Hafif bir baş dönmesi yaşadığımı hatırlıyorum, ve mide bulantısı.
Gözlerimi hafifçe aradığımda geldiğimi anladım, geçitten geçmiştik.
Muhtemelen şuan yıllar öncesinde, güçlerimi rahat bir biçimde kullanabildiğim çok mutlu olduğum zamanlardan anılar taşıyan evdeydim.
Evimdeyim...
Ayağa kalkmak için, yorganımı yana attığımda anneminde odada olduğunu gördüm.

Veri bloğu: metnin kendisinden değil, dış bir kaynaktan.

//! Sweep engine - probes every host of a validated /24.
//!
//! Each of the 254 probes is independent, so the sweep is a bounded fan-out
//! on the tokio runtime. A single collector folds results into the
//! preallocated [`ReachabilityMap`]; every result owns a distinct index.

pub mod icmp;
pub mod rate_limiter;
pub mod tcp;
pub mod traits;

pub use icmp::IcmpProber;
pub use rate_limiter::RateLimiter;
pub use tcp::{TcpProber, DEFAULT_TCP_PORTS};
pub use traits::{ProbeMethod, ProbeOutcome, Prober};

use crate::error::{ProbeError, ProbeResult};
use crate::types::{ReachabilityMap, SubnetIdentity, FIRST_HOST, LAST_HOST};
use chrono::{DateTime, Utc};
use futures::stream::{self, StreamExt};
use indicatif::{ProgressBar, ProgressStyle};
use serde::Serialize;
use std::net::Ipv4Addr;
use std::sync::Arc;
use std::time::{Duration, Instant};

/// Number of host addresses in a /24.
pub const HOST_COUNT: usize = (LAST_HOST - FIRST_HOST + 1) as usize;

/// Default per-probe timeout.
pub const DEFAULT_TIMEOUT: Duration = Duration::from_millis(50);

/// Default number of probes in flight.
pub const DEFAULT_CONCURRENCY: usize = 32;

/// Configuration for one sweep.
#[derive(Debug, Clone)]
pub struct SweepConfig {
    /// Per-probe timeout.
    pub timeout: Duration,
    /// Maximum probes in flight.
    pub concurrency: usize,
    /// Whole-sweep deadline; unprobed hosts count as unreachable.
    pub deadline: Option<Duration>,
    /// Probes per second, 0 for unlimited.
    pub rate_limit: u32,
    /// Show a progress bar.
    pub verbose: bool,
}

impl SweepConfig {
    pub fn new() -> Self {
        Self {
            timeout: DEFAULT_TIMEOUT,
            concurrency: DEFAULT_CONCURRENCY,
            deadline: None,
            rate_limit: 0,
            verbose: false,
        }
    }

    /// Set the per-probe timeout.
    pub fn with_timeout(mut self, timeout: Duration) -> Self {
        self.timeout = timeout;
        self
    }

    /// Set the concurrency level.
    pub fn with_concurrency(mut self, concurrency: usize) -> Self {
        self.concurrency = concurrency;
        self
    }

    /// Set the whole-sweep deadline.
    pub fn with_deadline(mut self, deadline: Option<Duration>) -> Self {
        self.deadline = deadline;
        self
    }

    /// Set the rate limit.
    pub fn with_rate_limit(mut self, rate: u32) -> Self {
        self.rate_limit = rate;
        self
    }

    /// Enable the progress bar.
    pub fn with_verbose(mut self) -> Self {
        self.verbose = true;
        self
    }
}

impl Default for SweepConfig {
    fn default() -> Self {
        Self::new()
    }
}

/// A host that responded.
#[derive(Debug, Clone, PartialEq, Serialize)]
pub struct HostResult {
    pub address: Ipv4Addr,
    pub octet: u8,
    #[serde(skip_serializing_if = "Option::is_none")]
    pub rtt_ms: Option<f64>,
}

/// Complete sweep results.
#[derive(Debug, Clone, Serialize)]
pub struct SweepReport {
    pub subnet: SubnetIdentity,
    pub method: ProbeMethod,
    pub started_at: DateTime<Utc>,
    pub completed_at: DateTime<Utc>,
    pub duration_ms: u64,
    /// Probes that completed (responded, silent or failed).
    pub probed: usize,
    pub responded: usize,
    /// Probes that failed with an error; recorded unreachable.
    pub errors: usize,
    /// Hosts never probed because the deadline expired.
    pub skipped: usize,
    pub reachability: ReachabilityMap,
    pub hosts: Vec<HostResult>,
}

impl SweepReport {
    /// True when the local host answered its own probe.
    pub fn local_responded(&self) -> bool {
        self.reachability.is_reachable(self.subnet.local_octet())
    }
}

enum Verdict {
    Responded(Option<Duration>),
    Silent,
    Failed(ProbeError),
}

/// Probe one host, bounding the call by `limit`.
async fn probe_host(prober: &dyn Prober, ip: Ipv4Addr, limit: Duration) -> Verdict {
    match tokio::time::timeout(limit, prober.probe(ip, limit)).await {
        Ok(Ok(outcome)) if outcome.responded => Verdict::Responded(outcome.rtt),
        Ok(Ok(_)) | Ok(Err(ProbeError::Timeout)) | Err(_) => Verdict::Silent,
        Ok(Err(e)) => Verdict::Failed(e),
    }
}

/// Sweep every host of `subnet`.
///
/// Probe errors and timeouts are recorded as unreachable and never abort the
/// sweep. No probe is retried.
pub async fn sweep(
    prober: Arc<dyn Prober>,
    subnet: &SubnetIdentity,
    config: &SweepConfig,
) -> SweepReport {
    let started_at = Utc::now();
    let start_time = Instant::now();
    let concurrency = config.concurrency.clamp(1, HOST_COUNT);
    let limiter = RateLimiter::from_rate(config.rate_limit);

    tracing::info!(
        %subnet,
        method = %prober.method(),
        timeout_ms = config.timeout.as_millis() as u64,
        concurrency,
        "Sweeping {} hosts",
        HOST_COUNT
    );

    let progress = config.verbose.then(|| {
        let pb = ProgressBar::new(HOST_COUNT as u64);
        let style = ProgressStyle::default_bar()
            .template("{spinner:.green} [{elapsed_precise}] [{bar:40.cyan/blue}] {pos}/{len} ({percent}%) {msg}")
            .unwrap_or_else(|_| ProgressStyle::default_bar())
            .progress_chars("=>-");
        pb.set_style(style);
        pb
    });

    let deadline = config.deadline;
    let expired = async move {
        match deadline {
            Some(limit) => tokio::time::sleep(limit).await,
            None => std::future::pending::<()>().await,
        }
    };

    let probes = stream::iter(subnet.hosts())
        .map(|(octet, ip)| {
            let prober = Arc::clone(&prober);
            let limiter = limiter.clone();
            let timeout = config.timeout;

            async move {
                if let Some(ref limiter) = limiter {
                    limiter.wait().await;
                }
                (octet, ip, probe_host(prober.as_ref(), ip, timeout).await)
            }
        })
        .buffer_unordered(concurrency)
        .take_until(expired);
    futures::pin_mut!(probes);

    let mut reachability = ReachabilityMap::new();
    let mut rtts: [Option<Duration>; 256] = [None; 256];
    let mut probed = 0usize;
    let mut errors = 0usize;

    while let Some((octet, ip, verdict)) = probes.next().await {
        probed += 1;
        match verdict {
            Verdict::Responded(rtt) => {
                tracing::info!("{} responded, RTT: {:?}", ip, rtt.unwrap_or_default());
                reachability.set(octet, true);
                rtts[octet as usize] = rtt;
                if let Some(ref pb) = progress {
                    pb.set_message(format!("{} up", ip));
                }
            }
            Verdict::Silent => reachability.set(octet, false),
            Verdict::Failed(e) => {
                tracing::debug!("probe {} failed: {}", ip, e);
                errors += 1;
                reachability.set(octet, false);
            }
        }
        if let Some(ref pb) = progress {
            pb.inc(1);
        }
    }

    let skipped = HOST_COUNT - probed;
    if skipped > 0 {
        tracing::warn!(skipped, "Sweep deadline expired, remaining hosts recorded unreachable");
    }

    if let Some(pb) = progress {
        pb.finish_with_message("Sweep complete");
    }

    let hosts: Vec<HostResult> = reachability
        .reachable_octets()
        .filter_map(|octet| {
            subnet.host(octet).map(|address| HostResult {
                address,
                octet,
                rtt_ms: rtts[octet as usize].map(|d| d.as_micros() as f64 / 1000.0),
            })
        })
        .collect();

    let responded = reachability.count();
    tracing::info!(responded, probed, errors, skipped, "Sweep of {} complete", subnet);

    SweepReport {
        subnet: *subnet,
        method: prober.method(),
        started_at,
        completed_at: Utc::now(),
        duration_ms: start_time.elapsed().as_millis() as u64,
        probed,
        responded,
        errors,
        skipped,
        reachability,
        hosts,
    }
}

/// Build the prober for `method`.
pub fn create_prober(method: ProbeMethod, tcp_ports: &[u16]) -> ProbeResult<Arc<dyn Prober>> {
    match method {
        ProbeMethod::Icmp => Ok(Arc::new(IcmpProber::new()?)),
        ProbeMethod::Tcp => Ok(Arc::new(TcpProber::new(tcp_ports.to_vec())?)),
    }
}

#[cfg(test)]
mod tests {
    use super::*;
    use async_trait::async_trait;
    use std::collections::HashSet;
    use std::sync::atomic::{AtomicUsize, Ordering};

    /// Responds for a fixed set of octets; optionally stalls on others.
    struct MockProber {
        up: HashSet<u8>,
        stall: HashSet<u8>,
        fail: HashSet<u8>,
        delay: Duration,
        calls: AtomicUsize,
        in_flight: AtomicUsize,
        peak: AtomicUsize,
    }

    impl MockProber {
        fn new(up: &[u8]) -> Self {
            Self {
                up: up.iter().copied().collect(),
                stall: HashSet::new(),
                fail: HashSet::new(),
                delay: Duration::ZERO,
                calls: AtomicUsize::new(0),
                in_flight: AtomicUsize::new(0),
                peak: AtomicUsize::new(0),
            }
        }
    }

    #[async_trait]
    impl Prober for MockProber {
        fn method(&self) -> ProbeMethod {
            ProbeMethod::Icmp
        }

        fn requires_privileges(&self) -> bool {
            false
        }

        async fn probe(&self, ip: Ipv4Addr, _timeout: Duration) -> ProbeResult<ProbeOutcome> {
            let octet = ip.octets()[3];
            assert!((FIRST_HOST..=LAST_HOST).contains(&octet));
            self.calls.fetch_add(1, Ordering::SeqCst);
            let now = self.in_flight.fetch_add(1, Ordering::SeqCst) + 1;
            self.peak.fetch_max(now, Ordering::SeqCst);

            if self.stall.contains(&octet) {
                tokio::time::sleep(Duration::from_secs(30)).await;
            } else if !self.delay.is_zero() {
                tokio::time::sleep(self.delay).await;
            }
            self.in_flight.fetch_sub(1, Ordering::SeqCst);

            if self.fail.contains(&octet) {
                return Err(ProbeError::Other("boom".to_string()));
            }
            if self.up.contains(&octet) {
                Ok(ProbeOutcome::responded(Duration::from_millis(octet as u64)))
            } else {
                Ok(ProbeOutcome::silent())
            }
        }
    }

    fn subnet() -> SubnetIdentity {
        SubnetIdentity::from_address(Ipv4Addr::new(192, 168, 1, 50))
    }

    #[tokio::test]
    async fn test_sweep_marks_only_responders() {
        let mut mock = MockProber::new(&[1, 50, 253]);
        mock.stall = [7, 100, 200].into_iter().collect();
        let prober: Arc<dyn Prober> = Arc::new(mock);

        let config = SweepConfig::new().with_timeout(Duration::from_millis(50));
        let report = sweep(prober, &subnet(), &config).await;

        let up: Vec<u8> = report.reachability.reachable_octets().collect();
        assert_eq!(up, vec![1, 50, 253]);
        assert_eq!(report.responded, 3);
        assert_eq!(report.probed, HOST_COUNT);
        assert_eq!(report.skipped, 0);
        assert!(!report.reachability.is_reachable(0));
        assert!(!report.reachability.is_reachable(255));
        assert!(report.local_responded());

        assert_eq!(report.hosts.len(), 3);
        assert_eq!(report.hosts[1].address, Ipv4Addr::new(192, 168, 1, 50));
        assert_eq!(report.hosts[1].rtt_ms, Some(50.0));
    }

    #[tokio::test]
    async fn test_probe_errors_are_unreachable() {
        let mut mock = MockProber::new(&[10, 11]);
        mock.fail = [11, 12].into_iter().collect();
        let prober: Arc<dyn Prober> = Arc::new(mock);

        let report = sweep(prober, &subnet(), &SweepConfig::new()).await;

        assert_eq!(report.reachability.reachable_octets().collect::<Vec<_>>(), vec![10]);
        assert_eq!(report.errors, 2);
        assert_eq!(report.probed, HOST_COUNT);
    }

    #[tokio::test]
    async fn test_sweep_is_idempotent() {
        let prober: Arc<dyn Prober> = Arc::new(MockProber::new(&[2, 3, 99, 254]));
        let config = SweepConfig::new();

        let first = sweep(Arc::clone(&prober), &subnet(), &config).await;
        let second = sweep(prober, &subnet(), &config).await;

        assert_eq!(first.reachability, second.reachability);
        assert_eq!(first.hosts, second.hosts);
    }

    #[tokio::test]
    async fn test_every_host_probed_once() {
        let mock = Arc::new(MockProber::new(&[]));
        let prober: Arc<dyn Prober> = mock.clone();

        let report = sweep(prober, &subnet(), &SweepConfig::new()).await;

        assert_eq!(mock.calls.load(Ordering::SeqCst), HOST_COUNT);
        assert_eq!(report.responded, 0);
        assert!(report.hosts.is_empty());
    }

    #[tokio::test]
    async fn test_concurrency_is_bounded() {
        let mut mock = MockProber::new(&[]);
        mock.delay = Duration::from_millis(5);
        let mock = Arc::new(mock);
        let prober: Arc<dyn Prober> = mock.clone();

        let config = SweepConfig::new().with_concurrency(8);
        sweep(prober, &subnet(), &config).await;

        let peak = mock.peak.load(Ordering::SeqCst);
        assert!(peak <= 8, "peak concurrency {} exceeded bound", peak);
        assert!(peak > 1, "probes never overlapped");
    }

    #[tokio::test]
    async fn test_deadline_records_remaining_as_unreachable() {
        let mut mock = MockProber::new(&(1..=254).collect::<Vec<u8>>());
        mock.delay = Duration::from_millis(20);
        let prober: Arc<dyn Prober> = Arc::new(mock);

        let config = SweepConfig::new()
            .with_concurrency(1)
            .with_timeout(Duration::from_millis(100))
            .with_deadline(Some(Duration::from_millis(200)));
        let started = Instant::now();
        let report = sweep(prober, &subnet(), &config).await;

        assert!(started.elapsed() < Duration::from_secs(2));
        assert!(report.skipped > 0);
        assert_eq!(report.probed + report.skipped, HOST_COUNT);
        assert_eq!(report.responded, report.probed);
        assert!(!report.reachability.is_reachable(254));
    }

    #[tokio::test]
    async fn test_zero_concurrency_is_clamped() {
        let prober: Arc<dyn Prober> = Arc::new(MockProber::new(&[5]));
        let config = SweepConfig::new().with_concurrency(0);

        let report = sweep(prober, &subnet(), &config).await;
        assert_eq!(report.responded, 1);
    }

    #[test]
    fn test_create_tcp_prober() {
        let prober = create_prober(ProbeMethod::Tcp, DEFAULT_TCP_PORTS).unwrap();
        assert_eq!(prober.method(), ProbeMethod::Tcp);
        assert!(create_prober(ProbeMethod::Tcp, &[]).is_err());
    }
}
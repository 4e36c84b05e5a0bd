//! Configuration management for lanscout.
//!
//! Provides XDG-compliant settings storage. Command-line flags override
//! whatever the settings file provides.

mod settings;

pub use settings::{AppSettings, Paths};
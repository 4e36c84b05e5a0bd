//! JSON output formatting.

use serde::Serialize;
use std::io;

/// Print any report in pretty JSON.
pub fn print_json<T: Serialize>(value: &T) -> io::Result<()> {
    let json = serde_json::to_string_pretty(value).map_err(io::Error::other)?;
    println!("{}", json);
    Ok(())
}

Sesleri duyunca hızla gözlerini araladı.
-Annem- "kalkmıșsın"
-Anna- "Evet..."
-Annem- "Biraz ani olucak ama, okula geç kaldın."
-Anna- "Ne! Kaç gündür uyuyorum ki ben!?"
-Annem- "2"
Gözlerimi büyütüp oturduğum koltuktan fırladım.
-Anna- "Anne benim hiç kıyafetim yok!"
-Annem- "Sue dışarıda seni bekliyor."
Kalp atışlarım ritmini değiştirirken nefesimin kesilmesine sebeb olmuştu.
Sue şuan beni bekliyor muydu?
SUE?
-Anna- "Anne onunla GÖRÜŞMEYECEĞIM"
-Annem- "Geçmişi unutmanın sırası değil mi artık Anna?"
-Anna- "istemiyorum belkide unutmak?"
Annem sakin olmaya çalışıp, tavana baktı ve derin nefes aldı.
Tam annem ağzını aralamıșken, kapının sesi geldi.
-Annem- "Sonunda, suenin yanında bir şey dersen!"
Ve annem kapıyı açmaya gitti, sue... Annemle konuşup içeriye doğru bir adım attı. Gerçekten çok güzeldi hala. Çok güzel...
Sarı saçları ve mavi gözüyle kusursuz bir kızdı, bana doğru koşup sımsıkı sarılmıștı. Karşılık veremedim bile o an.
Sue kulağıma doğru fısıldadı ; "özür dilerim..."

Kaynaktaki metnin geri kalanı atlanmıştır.